[WHAT IS NEEDED] Hand back each record exactly as you find it.

[GIVEN INFORMATION]
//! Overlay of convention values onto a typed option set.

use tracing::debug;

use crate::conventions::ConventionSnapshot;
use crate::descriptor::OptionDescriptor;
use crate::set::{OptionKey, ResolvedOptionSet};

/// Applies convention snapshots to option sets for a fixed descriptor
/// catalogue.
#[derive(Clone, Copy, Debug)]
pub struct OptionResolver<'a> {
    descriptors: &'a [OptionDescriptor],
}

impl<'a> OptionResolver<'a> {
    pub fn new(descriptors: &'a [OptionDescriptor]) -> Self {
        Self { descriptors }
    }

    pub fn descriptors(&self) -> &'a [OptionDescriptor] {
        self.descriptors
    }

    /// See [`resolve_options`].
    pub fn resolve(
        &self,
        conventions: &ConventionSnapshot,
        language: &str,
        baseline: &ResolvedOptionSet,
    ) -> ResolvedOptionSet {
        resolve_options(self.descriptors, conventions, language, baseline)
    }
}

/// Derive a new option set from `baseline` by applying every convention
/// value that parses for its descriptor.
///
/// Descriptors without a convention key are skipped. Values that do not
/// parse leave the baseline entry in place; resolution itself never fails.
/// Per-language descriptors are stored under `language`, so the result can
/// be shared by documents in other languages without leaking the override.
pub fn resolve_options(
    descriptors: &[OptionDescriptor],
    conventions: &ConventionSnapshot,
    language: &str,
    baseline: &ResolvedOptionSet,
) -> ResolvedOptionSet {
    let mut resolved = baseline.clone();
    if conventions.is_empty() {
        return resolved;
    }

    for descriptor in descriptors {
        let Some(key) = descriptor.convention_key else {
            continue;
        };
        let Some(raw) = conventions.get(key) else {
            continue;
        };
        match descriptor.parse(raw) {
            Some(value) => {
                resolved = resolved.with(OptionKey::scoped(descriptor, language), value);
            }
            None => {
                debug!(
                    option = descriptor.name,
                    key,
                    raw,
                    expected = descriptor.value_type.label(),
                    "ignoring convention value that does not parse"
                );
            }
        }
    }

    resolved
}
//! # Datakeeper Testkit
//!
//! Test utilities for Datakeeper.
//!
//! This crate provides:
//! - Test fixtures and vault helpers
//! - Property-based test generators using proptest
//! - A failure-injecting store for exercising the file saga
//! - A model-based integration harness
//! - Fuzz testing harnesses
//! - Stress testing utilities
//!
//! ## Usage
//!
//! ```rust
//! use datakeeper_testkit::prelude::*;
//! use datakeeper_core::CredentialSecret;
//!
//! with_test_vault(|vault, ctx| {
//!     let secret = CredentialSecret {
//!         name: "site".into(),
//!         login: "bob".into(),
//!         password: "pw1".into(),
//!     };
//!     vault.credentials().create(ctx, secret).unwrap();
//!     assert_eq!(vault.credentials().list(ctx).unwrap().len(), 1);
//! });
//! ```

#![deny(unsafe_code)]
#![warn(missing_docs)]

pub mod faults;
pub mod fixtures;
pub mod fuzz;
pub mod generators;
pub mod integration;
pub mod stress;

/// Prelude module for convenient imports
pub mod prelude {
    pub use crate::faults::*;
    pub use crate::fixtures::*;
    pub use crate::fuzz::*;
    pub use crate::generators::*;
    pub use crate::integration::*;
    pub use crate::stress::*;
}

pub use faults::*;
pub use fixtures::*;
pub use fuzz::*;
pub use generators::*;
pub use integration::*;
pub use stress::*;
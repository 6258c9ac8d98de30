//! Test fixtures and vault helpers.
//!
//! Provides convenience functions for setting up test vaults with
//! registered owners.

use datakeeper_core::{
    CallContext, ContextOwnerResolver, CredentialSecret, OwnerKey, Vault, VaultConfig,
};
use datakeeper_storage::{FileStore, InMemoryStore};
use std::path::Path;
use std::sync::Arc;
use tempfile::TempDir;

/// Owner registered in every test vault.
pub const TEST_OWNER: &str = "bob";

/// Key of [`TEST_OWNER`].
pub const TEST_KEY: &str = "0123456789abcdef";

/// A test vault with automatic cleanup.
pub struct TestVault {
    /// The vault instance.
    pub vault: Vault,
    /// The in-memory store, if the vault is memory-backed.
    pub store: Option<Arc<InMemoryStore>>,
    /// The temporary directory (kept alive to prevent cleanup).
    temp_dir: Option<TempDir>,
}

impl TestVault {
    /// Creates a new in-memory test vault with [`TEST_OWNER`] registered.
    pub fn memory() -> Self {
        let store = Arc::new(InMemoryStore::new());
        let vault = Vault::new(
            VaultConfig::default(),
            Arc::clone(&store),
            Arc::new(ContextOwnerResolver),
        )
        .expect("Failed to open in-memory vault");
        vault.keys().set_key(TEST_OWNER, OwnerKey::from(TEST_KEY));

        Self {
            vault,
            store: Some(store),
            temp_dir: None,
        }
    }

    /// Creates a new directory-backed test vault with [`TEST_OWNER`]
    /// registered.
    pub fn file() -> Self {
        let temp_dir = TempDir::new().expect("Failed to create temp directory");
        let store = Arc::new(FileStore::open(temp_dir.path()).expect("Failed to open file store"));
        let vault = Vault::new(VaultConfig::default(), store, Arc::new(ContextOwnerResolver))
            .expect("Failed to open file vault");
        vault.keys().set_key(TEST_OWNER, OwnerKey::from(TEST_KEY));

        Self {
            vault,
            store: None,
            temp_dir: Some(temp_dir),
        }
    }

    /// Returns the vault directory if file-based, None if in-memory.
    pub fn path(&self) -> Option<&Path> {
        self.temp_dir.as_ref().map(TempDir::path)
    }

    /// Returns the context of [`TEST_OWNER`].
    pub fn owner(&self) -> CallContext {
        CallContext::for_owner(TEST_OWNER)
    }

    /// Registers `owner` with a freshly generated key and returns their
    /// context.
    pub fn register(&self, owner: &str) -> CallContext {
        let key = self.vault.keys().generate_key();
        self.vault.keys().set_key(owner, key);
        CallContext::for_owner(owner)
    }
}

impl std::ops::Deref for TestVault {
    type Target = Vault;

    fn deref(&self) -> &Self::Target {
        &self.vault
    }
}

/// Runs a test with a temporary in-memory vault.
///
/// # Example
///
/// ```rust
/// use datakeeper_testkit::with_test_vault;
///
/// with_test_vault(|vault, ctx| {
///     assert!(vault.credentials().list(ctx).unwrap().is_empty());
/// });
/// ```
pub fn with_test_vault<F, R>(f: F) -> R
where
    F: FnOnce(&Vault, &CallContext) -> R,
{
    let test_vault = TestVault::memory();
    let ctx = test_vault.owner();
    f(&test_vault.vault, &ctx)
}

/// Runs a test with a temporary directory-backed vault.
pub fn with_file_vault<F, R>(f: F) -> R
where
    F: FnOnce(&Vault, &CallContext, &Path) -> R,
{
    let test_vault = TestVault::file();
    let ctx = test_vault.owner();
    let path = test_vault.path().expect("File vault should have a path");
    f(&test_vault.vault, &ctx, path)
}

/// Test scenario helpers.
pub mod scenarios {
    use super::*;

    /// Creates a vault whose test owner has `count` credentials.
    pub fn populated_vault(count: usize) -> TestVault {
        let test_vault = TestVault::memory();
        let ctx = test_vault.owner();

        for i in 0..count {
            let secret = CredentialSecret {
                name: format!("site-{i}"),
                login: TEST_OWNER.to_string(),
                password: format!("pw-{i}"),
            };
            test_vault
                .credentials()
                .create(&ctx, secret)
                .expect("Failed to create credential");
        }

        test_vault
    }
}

[EXPECTED OUTPUT]
//! Overlay of convention values onto a typed option set.

use tracing::debug;

use crate::conventions::ConventionSnapshot;
use crate::descriptor::OptionDescriptor;
use crate::set::{OptionKey, ResolvedOptionSet};

/// Applies convention snapshots to option sets for a fixed descriptor
/// catalogue.
#[derive(Clone, Copy, Debug)]
pub struct OptionResolver<'a> {
    descriptors: &'a [OptionDescriptor],
}

impl<'a> OptionResolver<'a> {
    pub fn new(descriptors: &'a [OptionDescriptor]) -> Self {
        Self { descriptors }
    }

    pub fn descriptors(&self) -> &'a [OptionDescriptor] {
        self.descriptors
    }

    /// See [`resolve_options`].
    pub fn resolve(
        &self,
        conventions: &ConventionSnapshot,
        language: &str,
        baseline: &ResolvedOptionSet,
    ) -> ResolvedOptionSet {
        resolve_options(self.descriptors, conventions, language, baseline)
    }
}

/// Derive a new option set from `baseline` by applying every convention
/// value that parses for its descriptor.
///
/// Descriptors without a convention key are skipped. Values that do not
/// parse leave the baseline entry in place; resolution itself never fails.
/// Per-language descriptors are stored under `language`, so the result can
/// be shared by documents in other languages without leaking the override.
pub fn resolve_options(
    descriptors: &[OptionDescriptor],
    conventions: &ConventionSnapshot,
    language: &str,
    baseline: &ResolvedOptionSet,
) -> ResolvedOptionSet {
    let mut resolved = baseline.clone();
    if conventions.is_empty() {
        return resolved;
    }

    for descriptor in descriptors {
        let Some(key) = descriptor.convention_key else {
            continue;
        };
        let Some(raw) = conventions.get(key) else {
            continue;
        };
        match descriptor.parse(raw) {
            Some(value) => {
                resolved = resolved.with(OptionKey::scoped(descriptor, language), value);
            }
            None => {
                debug!(
                    option = descriptor.name,
                    key,
                    raw,
                    expected = descriptor.value_type.label(),
                    "ignoring convention value that does not parse"
                );
            }
        }
    }

    resolved
}
//! # Datakeeper Testkit
//!
//! Test utilities for Datakeeper.
//!
//! This crate provides:
//! - Test fixtures and vault helpers
//! - Property-based test generators using proptest
//! - A failure-injecting store for exercising the file saga
//! - A model-based integration harness
//! - Fuzz testing harnesses
//! - Stress testing utilities
//!
//! ## Usage
//!
//! ```rust
//! use datakeeper_testkit::prelude::*;
//! use datakeeper_core::CredentialSecret;
//!
//! with_test_vault(|vault, ctx| {
//!     let secret = CredentialSecret {
//!         name: "site".into(),
//!         login: "bob".into(),
//!         password: "pw1".into(),
//!     };
//!     vault.credentials().create(ctx, secret).unwrap();
//!     assert_eq!(vault.credentials().list(ctx).unwrap().len(), 1);
//! });
//! ```

#![deny(unsafe_code)]
#![warn(missing_docs)]

pub mod faults;
pub mod fixtures;
pub mod fuzz;
pub mod generators;
pub mod integration;
pub mod stress;

/// Prelude module for convenient imports
pub mod prelude {
    pub use crate::faults::*;
    pub use crate::fixtures::*;
    pub use crate::fuzz::*;
    pub use crate::generators::*;
    pub use crate::integration::*;
    pub use crate::stress::*;
}

pub use faults::*;
pub use fixtures::*;
pub use fuzz::*;
pub use generators::*;
pub use integration::*;
pub use stress::*;
repository 6258c9ac8d98de30
//! Test fixtures and vault helpers.
//!
//! Provides convenience functions for setting up test vaults with
//! registered owners.

use datakeeper_core::{
    CallContext, ContextOwnerResolver, CredentialSecret, OwnerKey, Vault, VaultConfig,
};
use datakeeper_storage::{FileStore, InMemoryStore};
use std::path::Path;
use std::sync::Arc;
use tempfile::TempDir;

/// Owner registered in every test vault.
pub const TEST_OWNER: &str = "bob";

/// Key of [`TEST_OWNER`].
pub const TEST_KEY: &str = "0123456789abcdef";

/// A test vault with automatic cleanup.
pub struct TestVault {
    /// The vault instance.
    pub vault: Vault,
    /// The in-memory store, if the vault is memory-backed.
    pub store: Option<Arc<InMemoryStore>>,
    /// The temporary directory (kept alive to prevent cleanup).
    temp_dir: Option<TempDir>,
}

impl TestVault {
    /// Creates a new in-memory test vault with [`TEST_OWNER`] registered.
    pub fn memory() -> Self {
        let store = Arc::new(InMemoryStore::new());
        let vault = Vault::new(
            VaultConfig::default(),
            Arc::clone(&store),
            Arc::new(ContextOwnerResolver),
        )
        .expect("Failed to open in-memory vault");
        vault.keys().set_key(TEST_OWNER, OwnerKey::from(TEST_KEY));

        Self {
            vault,
            store: Some(store),
            temp_dir: None,
        }
    }

    /// Creates a new directory-backed test vault with [`TEST_OWNER`]
    /// registered.
    pub fn file() -> Self {
        let temp_dir = TempDir::new().expect("Failed to create temp directory");
        let store = Arc::new(FileStore::open(temp_dir.path()).expect("Failed to open file store"));
        let vault = Vault::new(VaultConfig::default(), store, Arc::new(ContextOwnerResolver))
            .expect("Failed to open file vault");
        vault.keys().set_key(TEST_OWNER, OwnerKey::from(TEST_KEY));

        Self {
            vault,
            store: None,
            temp_dir: Some(temp_dir),
        }
    }

    /// Returns the vault directory if file-based, None if in-memory.
    pub fn path(&self) -> Option<&Path> {
        self.temp_dir.as_ref().map(TempDir::path)
    }

    /// Returns the context of [`TEST_OWNER`].
    pub fn owner(&self) -> CallContext {
        CallContext::for_owner(TEST_OWNER)
    }

    /// Registers `owner` with a freshly generated key and returns their
    /// context.
    pub fn register(&self, owner: &str) -> CallContext {
        let key = self.vault.keys().generate_key();
        self.vault.keys().set_key(owner, key);
        CallContext::for_owner(owner)
    }
}

impl std::ops::Deref for TestVault {
    type Target = Vault;

    fn deref(&self) -> &Self::Target {
        &self.vault
    }
}

/// Runs a test with a temporary in-memory vault.
///
/// # Example
///
/// ```rust
/// use datakeeper_testkit::with_test_vault;
///
/// with_test_vault(|vault, ctx| {
///     assert!(vault.credentials().list(ctx).unwrap().is_empty());
/// });
/// ```
pub fn with_test_vault<F, R>(f: F) -> R
where
    F: FnOnce(&Vault, &CallContext) -> R,
{
    let test_vault = TestVault::memory();
    let ctx = test_vault.owner();
    f(&test_vault.vault, &ctx)
}

/// Runs a test with a temporary directory-backed vault.
pub fn with_file_vault<F, R>(f: F) -> R
where
    F: FnOnce(&Vault, &CallContext, &Path) -> R,
{
    let test_vault = TestVault::file();
    let ctx = test_vault.owner();
    let path = test_vault.path().expect("File vault should have a path");
    f(&test_vault.vault, &ctx, path)
}

/// Test scenario helpers.
pub mod scenarios {
    use super::*;

    /// Creates a vault whose test owner has `count` credentials.
    pub fn populated_vault(count: usize) -> TestVault {
        let test_vault = TestVault::memory();
        let ctx = test_vault.owner();

        for i in 0..count {
            let secret = CredentialSecret {
                name: format!("site-{i}"),
                login: TEST_OWNER.to_string(),
                password: format!("pw-{i}"),
            };
            test_vault
                .credentials()
                .create(&ctx, secret)
                .expect("Failed to create credential");
        }

        test_vault
    }
}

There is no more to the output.